The Upper Salmon River divides Fundy National Park and the village of Alma, New Brunswick at its delta. Here, it is inundated with tidal water from the Salisbury Bay (Chignecto Bay) a kilometer to the site of a former dam, making for a large estuary and inter-tidal zone. Its watershed catchment drains a large area in and outside the park, made up of tributaries and their sub-units including Kinnie Brook, Laverty, Forty-five River, Lake Brook, Greenough Brook, and others.

It is a sub-unit within the Chignecto Bay North Watershed, an area designated under the UNESCO Programme on Man and the Biosphere. Macro-regionally, it is part of the Gulf of Maine watershed.

== History ==
Its name hints at the need to distinguish between the "salmon rivers" in the bay. More than one Salmon River existed within a number of miles in Saint Martins Parish, Saint John County including this one. Early land granting in the area was delayed by confusion over the Salmon River in question, and in the case of the initial grant on both sides of the Upper Salmon, it took a court judgement.
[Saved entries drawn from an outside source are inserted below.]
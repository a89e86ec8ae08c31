use chrono::{DateTime, Utc};
use models::{marks::MarkRejection, term::Term};
use sea_orm::{DbErr, SqlErr};
use serde::Serialize;
use serde_json::{Value, json};
use thiserror::Error;
use uuid::Uuid;

/// A mark that fails its CLO allocation at finalization time
#[derive(Debug, Clone, PartialEq, Serialize)]
#[serde(rename_all = "camelCase")]
pub struct InvalidMark {
    pub student_id: Uuid,
    pub roll_number: Option<String>,
    pub clo_id: Uuid,
    pub clo_code: Option<String>,
    pub marks_obtained: f64,
    /// None when the CLO carries no allocation for the assessment
    pub max_allowed: Option<f64>,
}

/// A rejected entry of a bulk marks submission
#[derive(Debug, Clone, PartialEq, Serialize)]
#[serde(rename_all = "camelCase")]
pub struct EntryError {
    pub student_id: Uuid,
    pub clo_id: Option<Uuid>,
    pub error: String,
}

impl EntryError {
    pub fn new(student_id: Uuid, clo_id: Option<Uuid>, error: impl Into<String>) -> Self {
        Self {
            student_id,
            clo_id,
            error: error.into(),
        }
    }

    pub fn rejected(student_id: Uuid, clo_id: Uuid, rejection: MarkRejection) -> Self {
        Self::new(student_id, Some(clo_id), rejection.to_string())
    }
}

/// Errors surfaced by the record services.
///
/// Every variant except [`ServiceError::Database`] is a domain rejection that
/// is raised before any write happens.
#[derive(Debug, Error)]
pub enum ServiceError {
    #[error("Authentication required")]
    Unauthenticated,

    #[error("Faculty profile not found")]
    FacultyProfileNotFound,

    #[error("{0}")]
    Forbidden(String),

    #[error("{entity} not found")]
    NotFound { entity: &'static str, id: Uuid },

    #[error("You are not assigned to this course")]
    NotAssigned { course_id: Uuid, term: Option<Term> },

    #[error(
        "Cannot create assessment. Total marks would exceed {max_course_marks}. Currently using {current_total} marks, only {remaining} remaining."
    )]
    MarksCapExceeded {
        max_course_marks: f64,
        current_total: f64,
        requested: f64,
        remaining: f64,
    },

    #[error(
        "This course already has a practical assessment. Only one practical assessment is allowed per course per term."
    )]
    DuplicatePractical { existing_assessment_id: Uuid },

    #[error("At least one valid PO or PSO mapping is required")]
    NoValidMappings,

    #[error("{message}")]
    LockedByMarks {
        message: String,
        marks_count: u64,
        disallowed_fields: Vec<String>,
    },

    #[error("Marks are already finalized for this assessment")]
    AlreadyFinalized {
        finalized_at: Option<DateTime<Utc>>,
        finalized_by: Option<Uuid>,
    },

    #[error("Marks are not finalized for this assessment")]
    NotFinalized,

    #[error("Marks are finalized for this assessment and can no longer be changed")]
    MarksFinalized { finalized_at: Option<DateTime<Utc>> },

    #[error("Cannot finalize marks. {} mark(s) exceed their CLO allocation.", .invalid_marks.len())]
    InvalidMarksPresent { invalid_marks: Vec<InvalidMark> },

    #[error(
        "Total allocated marks ({total_allocated}) must equal assessment max marks ({max_marks})"
    )]
    AllocationMismatch { total_allocated: f64, max_marks: f64 },

    #[error("Some CLOs do not belong to this course")]
    ForeignClos { clo_ids: Vec<Uuid> },

    #[error("All marks entries have errors")]
    AllEntriesInvalid { errors: Vec<EntryError> },

    #[error("{0}")]
    Validation(String),

    #[error("{0}")]
    UniqueConstraintViolation(String),

    #[error("Database error: {0}")]
    Database(#[source] DbErr),
}

impl From<DbErr> for ServiceError {
    fn from(err: DbErr) -> Self {
        match err.sql_err() {
            Some(SqlErr::UniqueConstraintViolation(detail)) => {
                Self::UniqueConstraintViolation(detail)
            }
            _ => Self::Database(err),
        }
    }
}

impl ServiceError {
    pub fn not_found(entity: &'static str, id: Uuid) -> Self {
        Self::NotFound { entity, id }
    }

    pub fn forbidden(message: impl Into<String>) -> Self {
        Self::Forbidden(message.into())
    }

    pub fn validation(message: impl Into<String>) -> Self {
        Self::Validation(message.into())
    }

    /// Replaces the store's unique-violation detail with a caller-facing message
    pub fn on_conflict(self, message: &str) -> Self {
        match self {
            Self::UniqueConstraintViolation(_) => Self::UniqueConstraintViolation(message.into()),
            other => other,
        }
    }

    /// Stable machine-readable name of the error kind
    pub fn kind(&self) -> &'static str {
        match self {
            Self::Unauthenticated => "UNAUTHENTICATED",
            Self::FacultyProfileNotFound => "FACULTY_PROFILE_NOT_FOUND",
            Self::Forbidden(_) => "FORBIDDEN",
            Self::NotFound { .. } => "NOT_FOUND",
            Self::NotAssigned { .. } => "NOT_ASSIGNED",
            Self::MarksCapExceeded { .. } => "MARKS_CAP_EXCEEDED",
            Self::DuplicatePractical { .. } => "DUPLICATE_PRACTICAL",
            Self::NoValidMappings => "NO_VALID_MAPPINGS",
            Self::LockedByMarks { .. } => "LOCKED_BY_MARKS",
            Self::AlreadyFinalized { .. } => "ALREADY_FINALIZED",
            Self::NotFinalized => "NOT_FINALIZED",
            Self::MarksFinalized { .. } => "MARKS_FINALIZED",
            Self::InvalidMarksPresent { .. } => "INVALID_MARKS_PRESENT",
            Self::AllocationMismatch { .. } => "ALLOCATION_MISMATCH",
            Self::ForeignClos { .. } => "FOREIGN_CLOS",
            Self::AllEntriesInvalid { .. } => "ALL_ENTRIES_INVALID",
            Self::Validation(_) => "VALIDATION",
            Self::UniqueConstraintViolation(_) => "UNIQUE_CONSTRAINT_VIOLATION",
            Self::Database(_) => "DATABASE",
        }
    }

    /// Structured payload a client needs to act on the rejection
    pub fn details(&self) -> Option<Value> {
        match self {
            Self::NotFound { entity, id } => Some(json!({ "entity": entity, "id": id })),
            Self::NotAssigned { course_id, term } => Some(json!({
                "courseId": course_id,
                "semester": term.map(|t| t.semester),
                "year": term.map(|t| t.year),
            })),
            Self::MarksCapExceeded {
                max_course_marks,
                current_total,
                requested,
                remaining,
            } => Some(json!({
                "maxCourseMarks": max_course_marks,
                "currentTotal": current_total,
                "requested": requested,
                "remaining": remaining,
            })),
            Self::DuplicatePractical {
                existing_assessment_id,
            } => Some(json!({ "existingAssessmentId": existing_assessment_id })),
            Self::LockedByMarks {
                marks_count,
                disallowed_fields,
                ..
            } => Some(json!({
                "marksCount": marks_count,
                "disallowedFields": disallowed_fields,
                "allowedFields": models::lifecycle::EDITABLE_AFTER_MARKS,
            })),
            Self::AlreadyFinalized {
                finalized_at,
                finalized_by,
            } => Some(json!({
                "finalizedAt": finalized_at,
                "finalizedBy": finalized_by,
            })),
            Self::MarksFinalized { finalized_at } => {
                Some(json!({ "finalizedAt": finalized_at }))
            }
            Self::InvalidMarksPresent { invalid_marks } => {
                Some(json!({ "invalidMarks": invalid_marks }))
            }
            Self::AllocationMismatch {
                total_allocated,
                max_marks,
            } => Some(json!({
                "totalAllocated": total_allocated,
                "maxMarks": max_marks,
                "difference": max_marks - total_allocated,
            })),
            Self::ForeignClos { clo_ids } => Some(json!({ "cloIds": clo_ids })),
            Self::AllEntriesInvalid { errors } => Some(json!({ "errors": errors })),
            _ => None,
        }
    }
}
It is also referred to as the Alma River for the village by that name. In Alma's beginning, the settlement was named Salmon River Settlement.

Saint John county receded to the west in 1837, placing the river in Westmorland, and in 1856 the river transitioned from being at the furthest reaches of Westmorland to being included in the new Albert County.

At the creation of Fundy National Park, the river and its tributary Lake Brook formed the southern boundary.

== Ecosystems ==
The inter-tidal areas are teeming with life, as it is said these are some of the most productive ecosystems in the world. Currently, researchers are tagging and tracking Atlantic Salmon and American Eels in order to better understand the anadromous fish and their habitats.

Tall Acadian forest flanks the river and its tributaries in the very steep and rocky river valleys.